Então, Altura Verde quis saber:
Honra,
que significa o negro. O que pode significar esse negro para a nossa
mata.
E
o guerreiro branco respondeu:
não
sinto.
O
animal, por seu lado, parecia estranhar Honra mais do que aos outros.
Estranhava certamente sua pele diferente, como poderia ser um caçado
igual ao que se tornara também.
Outros
assomaram e empunharam seus rostos de guerra para atormentar o
amarrado. Empunharam os rostos muito junto, até suportando o bafo do
negro, e o negro resistia. Se houvesse de ser um curumim frágil
teria sido desfeito num pranto medroso, cagado de estar caçado,
desenganado para morrer. Mas a presa observava também os rostos
ferozes com profundidade e talvez ponderasse na réstia de sua
inteligência animal o que lhe entoavam. Quando os guerreiros
discutiram a imprudência de acolher tal fera, voltando a
examinar-lhe os membros, os dentes, os baixios e os piolhos, quiseram
muito acabá-lo ali mesmo. Era o melhor. Era mesmo o melhor. Acabá-lo
ali como competia à sensatez de proteger a comunidade, tantas
femininas e transparentes dependentes de suas valentias. Assim se
puseram em brados e moveram nervosamente numa dança para pensarem e
gratificarem o sangue por sua fervura. Apontavam as lâminas ao
pescoço do negro e o negro inquietou um pouco até inquietar mais
porque se levantavam as vozes e o tumulto em seu redor descontrolava
bastante. Então, algum guerreiro vociferou:
eu
quero, eu quero, a mata quer, a mata é boa, a fera morta é alegria
da mata, minha arma é boa, a arma que mata. Eu vou matar.
Poderia
ser que apenas aliviasse sua vontade para a perder, mas o negro temeu
e entoou, na suja língua branca, um pedido:
Deus
me ajude.
E
seu bafo fedeu muito entre todos. E todos escutaram e sentiram aquele
nojo e Honra entendeu. Honra entoou:
é
a língua branca. A língua e o fedor da língua branca, a palavra
que apodrece na boca e apodrece a boca.
Os
guerreiros espantaram.
E
que significou.
Perguntaram.
O guerreiro branco respondeu:
suplicou
por sua divindade. Evocou sua divindade na mata abaeté.
Altura
Verde entoou:
então,
a Verdadeiríssima Divindade devorou. Sua esperança é a
ingenuidade. Está à mercê. Pobre animal capaz de vocabulário.
E
Honra pediu:
posso
falar branco com ele.
Altura
Verde, apavorado, respondeu:
não.
Fecha em tua boca esse perigo. Não te tentes nessas palavras pela
pouca importância de um animal tão amarrado e sem uso. Silencia tua
boca. Essa língua ainda não é uma arma que saibas usar sem
sucumbir também.
Naquele
instante, o negro encarou Honra e perguntou:
entendes
o que digo, rapaz branco. Entendes o que digo.
O
guerreiro branco, confuso, subitamente humilhado por não ser
indistinto entre todos os guerreiros da comunidade, escondeu o que
escutara e afastou-se. O pai lhe perguntou:
que
significou.
E
ele, uma e outra vez jurou:
nada.
Honra
fugiu dali. Decidiu que o negro lhe perigava tudo. Precisava de
morrer. Haveria de tornar para o matar. Era um absurdo que demorassem
aquela fera nos cuidados dos abaeté. Era um absurdo pretenderem
fazer de uma fera sem educação uma companhia para o mais gentil
povo.
Quando
anoitecesse, haveria de voltar e passar-lhe uma lâmina no pescoço.

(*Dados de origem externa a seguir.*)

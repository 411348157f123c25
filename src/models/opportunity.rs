use serde::{Deserialize, Deserializer, Serialize};
use serde_json::Value;

/// An externally supplied hackathon or similar opportunity.
///
/// Fields the matcher does not read are carried through untouched. The
/// fields it does read are taken as text when they are strings or numbers
/// and dropped otherwise, so one malformed record never rejects the batch.
#[derive(Debug, Clone, Default, Serialize, Deserialize, PartialEq)]
pub struct Opportunity {
    #[serde(default, deserialize_with = "lenient_text", skip_serializing_if = "Option::is_none")]
    pub id: Option<String>,
    #[serde(default, deserialize_with = "lenient_text", skip_serializing_if = "Option::is_none")]
    pub name: Option<String>,
    #[serde(default, deserialize_with = "lenient_text", skip_serializing_if = "Option::is_none")]
    pub primary_track: Option<String>,
    #[serde(default, deserialize_with = "lenient_text", skip_serializing_if = "Option::is_none")]
    pub difficulty: Option<String>,
    #[serde(flatten)]
    pub extra: serde_json::Map<String, serde_json::Value>,
}

fn lenient_text<'de, D: Deserializer<'de>>(deserializer: D) -> Result<Option<String>, D::Error> {
    Ok(match Value::deserialize(deserializer)? {
        Value::String(text) => Some(text),
        Value::Number(number) => Some(number.to_string()),
        _ => None,
    })
}

#[derive(Debug, Clone, Serialize, Deserialize, PartialEq)]
pub struct TechnicalMatch {
    pub score: f64,
    pub strengths: Vec<String>,
}

#[derive(Debug, Clone, Serialize, Deserialize, PartialEq)]
pub struct ProjectMatch {
    pub score: f64,
    pub complexity_match: String,
}

#[derive(Debug, Clone, Serialize, Deserialize, PartialEq)]
pub struct TrackRecommendations {
    pub track_name: String,
    /// Recommended track skills not found among the candidate's achievements.
    pub recommended_skills: Vec<String>,
    pub min_score_required: f64,
    pub preparation_tips: Vec<String>,
}

#[derive(Debug, Clone, Serialize, Deserialize, PartialEq)]
pub struct OpportunityMatch {
    #[serde(rename = "hackathon")]
    pub opportunity: Opportunity,
    /// Rounded to 2 decimals, in [0, 1].
    pub compatibility_score: f64,
    pub technical_match: TechnicalMatch,
    pub project_match: ProjectMatch,
    pub recommendations: TrackRecommendations,
}

#[cfg(test)]
mod tests {
    use super::*;

    #[test]
    fn test_mistyped_fields_do_not_reject_the_record() {
        let opportunities: Vec<Opportunity> = serde_json::from_str(
            r#"[
                {"id": 1, "name": "ML Jam", "primary_track": "ai_ml", "difficulty": "Beginner"},
                {"name": "Q", "primary_track": 7},
                {"name": ["not", "text"], "primary_track": {"id": "cloud"}, "difficulty": null}
            ]"#,
        )
        .unwrap();

        assert_eq!(opportunities[0].id.as_deref(), Some("1"));
        assert_eq!(opportunities[0].primary_track.as_deref(), Some("ai_ml"));
        assert_eq!(opportunities[1].primary_track.as_deref(), Some("7"));
        assert!(opportunities[2].name.is_none());
        assert!(opportunities[2].primary_track.is_none());
        assert!(opportunities[2].difficulty.is_none());
    }
}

Na noite, o negro haveria de morrer como um bocado de ideia que não
diferia da cegueira. Pertença da escuridão, quando alguém
descobrisse, pensariam todos que a noite o cortara sem reparar. O
negro à noite ficava sujeito a tudo quanto não prestava atenção.
O mínimo acaso seria bastante para o terminar. Desiluminado da pele,
no tempo desiluminado do dia, ninguém julgaria estranho que o animal
sucumbisse sem maior razão do que sua própria condição. O
guerreiro branco assim pensou e se convenceu. Ia ser muito mais
astuto do que os outros. Mais cauteloso do que o santo. Seria
surpreendente até para a intuição que os ancestrais inspiravam. O
negro era um animal domesticado pelo branco. Traria seus vícios e
suas chefias. As presas mansas afeiçoam ao predador, e fazem pelo
predador a tocaia, nem que tombem na morte, nem que só a morte seja
sua vitória e libertação. Era fundamental impedir aquele perigo.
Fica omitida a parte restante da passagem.